Scan the following material for the string "counters" and copy each line in which it appears.

»»

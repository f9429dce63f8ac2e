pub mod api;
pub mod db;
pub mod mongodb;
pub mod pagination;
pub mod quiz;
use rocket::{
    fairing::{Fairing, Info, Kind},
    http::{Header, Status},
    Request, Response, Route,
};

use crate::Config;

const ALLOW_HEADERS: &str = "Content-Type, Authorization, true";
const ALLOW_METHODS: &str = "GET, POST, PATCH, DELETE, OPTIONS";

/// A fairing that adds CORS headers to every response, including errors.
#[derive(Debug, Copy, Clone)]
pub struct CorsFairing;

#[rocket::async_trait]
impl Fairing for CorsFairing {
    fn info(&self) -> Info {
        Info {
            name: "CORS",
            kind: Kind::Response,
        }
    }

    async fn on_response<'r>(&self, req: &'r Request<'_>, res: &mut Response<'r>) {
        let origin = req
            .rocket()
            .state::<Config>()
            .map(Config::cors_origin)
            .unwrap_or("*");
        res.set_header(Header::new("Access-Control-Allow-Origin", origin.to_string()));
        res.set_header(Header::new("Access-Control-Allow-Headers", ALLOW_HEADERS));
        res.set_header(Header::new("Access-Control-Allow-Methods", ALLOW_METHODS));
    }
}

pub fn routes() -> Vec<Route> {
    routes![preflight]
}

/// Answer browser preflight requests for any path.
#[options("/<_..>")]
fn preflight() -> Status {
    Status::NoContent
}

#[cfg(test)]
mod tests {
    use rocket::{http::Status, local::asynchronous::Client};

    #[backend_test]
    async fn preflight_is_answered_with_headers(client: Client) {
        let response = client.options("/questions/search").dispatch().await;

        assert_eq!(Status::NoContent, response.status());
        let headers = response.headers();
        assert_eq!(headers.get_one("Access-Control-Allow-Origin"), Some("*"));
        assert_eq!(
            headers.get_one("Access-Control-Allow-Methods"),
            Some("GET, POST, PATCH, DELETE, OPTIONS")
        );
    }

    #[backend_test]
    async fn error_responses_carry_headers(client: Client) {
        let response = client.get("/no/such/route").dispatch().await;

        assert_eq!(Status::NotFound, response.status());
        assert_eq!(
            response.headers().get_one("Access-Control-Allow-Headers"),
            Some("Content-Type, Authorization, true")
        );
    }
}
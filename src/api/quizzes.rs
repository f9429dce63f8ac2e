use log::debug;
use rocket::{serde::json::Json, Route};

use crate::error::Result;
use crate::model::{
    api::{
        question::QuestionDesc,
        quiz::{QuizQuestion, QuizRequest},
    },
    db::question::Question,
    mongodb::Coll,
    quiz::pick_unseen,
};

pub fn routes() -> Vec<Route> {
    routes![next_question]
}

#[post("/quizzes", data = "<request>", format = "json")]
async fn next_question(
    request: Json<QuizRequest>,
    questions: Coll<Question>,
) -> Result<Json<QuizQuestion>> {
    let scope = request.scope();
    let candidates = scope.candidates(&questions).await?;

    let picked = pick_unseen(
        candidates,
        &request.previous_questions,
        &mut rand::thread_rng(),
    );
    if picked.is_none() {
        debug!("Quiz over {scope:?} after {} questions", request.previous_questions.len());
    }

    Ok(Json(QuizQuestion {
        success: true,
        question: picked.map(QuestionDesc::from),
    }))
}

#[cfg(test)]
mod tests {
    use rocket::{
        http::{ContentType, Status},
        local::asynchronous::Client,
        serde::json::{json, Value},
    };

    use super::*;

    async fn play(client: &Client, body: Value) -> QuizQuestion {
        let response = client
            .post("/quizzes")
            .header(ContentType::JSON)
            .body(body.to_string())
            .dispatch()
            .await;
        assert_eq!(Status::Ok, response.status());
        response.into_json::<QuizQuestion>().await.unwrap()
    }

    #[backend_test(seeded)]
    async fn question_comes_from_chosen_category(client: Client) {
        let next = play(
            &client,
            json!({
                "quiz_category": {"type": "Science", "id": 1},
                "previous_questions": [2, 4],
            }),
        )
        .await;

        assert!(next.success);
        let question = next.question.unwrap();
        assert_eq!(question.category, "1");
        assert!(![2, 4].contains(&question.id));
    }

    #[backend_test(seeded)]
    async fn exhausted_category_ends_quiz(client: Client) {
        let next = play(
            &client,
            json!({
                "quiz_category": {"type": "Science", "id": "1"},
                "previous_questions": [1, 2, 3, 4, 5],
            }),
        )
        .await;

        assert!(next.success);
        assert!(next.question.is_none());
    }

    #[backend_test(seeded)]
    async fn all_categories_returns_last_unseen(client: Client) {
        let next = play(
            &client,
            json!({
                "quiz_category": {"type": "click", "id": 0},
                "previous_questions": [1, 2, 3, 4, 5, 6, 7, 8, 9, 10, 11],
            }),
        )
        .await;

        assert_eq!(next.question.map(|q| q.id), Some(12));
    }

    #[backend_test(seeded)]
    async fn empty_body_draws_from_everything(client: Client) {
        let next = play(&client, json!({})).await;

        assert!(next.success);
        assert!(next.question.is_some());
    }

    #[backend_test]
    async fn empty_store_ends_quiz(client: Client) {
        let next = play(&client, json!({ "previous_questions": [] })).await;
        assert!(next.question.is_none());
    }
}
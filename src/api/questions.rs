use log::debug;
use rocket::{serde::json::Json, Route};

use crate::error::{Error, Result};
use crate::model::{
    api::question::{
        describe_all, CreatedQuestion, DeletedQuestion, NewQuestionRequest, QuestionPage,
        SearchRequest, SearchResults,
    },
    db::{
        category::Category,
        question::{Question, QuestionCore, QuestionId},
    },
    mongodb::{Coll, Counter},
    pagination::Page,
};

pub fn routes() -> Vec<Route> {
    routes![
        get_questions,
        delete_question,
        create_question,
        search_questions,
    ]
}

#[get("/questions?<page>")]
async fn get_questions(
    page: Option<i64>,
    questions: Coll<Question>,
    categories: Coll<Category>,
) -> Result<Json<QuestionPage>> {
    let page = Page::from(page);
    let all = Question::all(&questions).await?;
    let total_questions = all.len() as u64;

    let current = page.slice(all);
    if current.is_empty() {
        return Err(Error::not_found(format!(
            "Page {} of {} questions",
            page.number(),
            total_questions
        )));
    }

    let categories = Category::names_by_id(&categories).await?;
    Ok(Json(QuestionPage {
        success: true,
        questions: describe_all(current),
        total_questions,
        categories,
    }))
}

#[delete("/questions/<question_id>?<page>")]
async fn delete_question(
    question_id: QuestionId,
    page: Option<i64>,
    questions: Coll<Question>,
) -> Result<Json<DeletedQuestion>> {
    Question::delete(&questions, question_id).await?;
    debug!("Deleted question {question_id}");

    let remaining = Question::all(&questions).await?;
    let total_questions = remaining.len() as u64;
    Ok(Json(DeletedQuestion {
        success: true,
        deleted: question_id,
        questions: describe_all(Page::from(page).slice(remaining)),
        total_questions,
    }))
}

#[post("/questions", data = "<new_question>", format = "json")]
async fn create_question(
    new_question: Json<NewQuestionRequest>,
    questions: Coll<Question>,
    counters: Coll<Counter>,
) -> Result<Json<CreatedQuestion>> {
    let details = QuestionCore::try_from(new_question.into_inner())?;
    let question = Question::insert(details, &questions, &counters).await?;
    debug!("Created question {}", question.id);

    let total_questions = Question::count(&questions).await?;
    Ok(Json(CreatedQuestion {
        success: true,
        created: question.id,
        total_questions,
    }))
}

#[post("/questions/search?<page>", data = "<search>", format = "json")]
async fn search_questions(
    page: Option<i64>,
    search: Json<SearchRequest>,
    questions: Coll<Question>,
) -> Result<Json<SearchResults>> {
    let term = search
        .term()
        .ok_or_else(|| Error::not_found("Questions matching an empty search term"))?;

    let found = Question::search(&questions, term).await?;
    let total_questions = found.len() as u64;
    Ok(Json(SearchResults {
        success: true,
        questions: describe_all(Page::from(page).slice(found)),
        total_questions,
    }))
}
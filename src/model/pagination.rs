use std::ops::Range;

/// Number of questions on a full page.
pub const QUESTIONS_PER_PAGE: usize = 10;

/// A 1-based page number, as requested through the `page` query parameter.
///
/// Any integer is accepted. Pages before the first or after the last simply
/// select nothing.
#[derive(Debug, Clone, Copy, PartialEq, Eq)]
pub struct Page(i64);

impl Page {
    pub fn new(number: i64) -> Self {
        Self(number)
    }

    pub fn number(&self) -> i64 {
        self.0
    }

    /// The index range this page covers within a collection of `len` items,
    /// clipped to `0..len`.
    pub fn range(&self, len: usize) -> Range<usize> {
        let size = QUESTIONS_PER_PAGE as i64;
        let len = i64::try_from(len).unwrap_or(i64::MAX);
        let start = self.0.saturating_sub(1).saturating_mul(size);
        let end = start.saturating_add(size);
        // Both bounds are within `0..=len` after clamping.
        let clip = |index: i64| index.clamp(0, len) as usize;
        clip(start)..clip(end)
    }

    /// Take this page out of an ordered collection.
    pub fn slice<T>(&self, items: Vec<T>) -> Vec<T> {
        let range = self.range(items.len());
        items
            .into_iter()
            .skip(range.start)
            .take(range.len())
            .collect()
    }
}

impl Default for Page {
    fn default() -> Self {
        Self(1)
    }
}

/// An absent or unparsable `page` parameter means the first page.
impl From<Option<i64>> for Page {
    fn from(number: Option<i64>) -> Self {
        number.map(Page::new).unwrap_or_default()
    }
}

««

* _Solved problem_:
    counters: Coll<Counter>,
    let question = Question::insert(details, &questions, &counters).await?;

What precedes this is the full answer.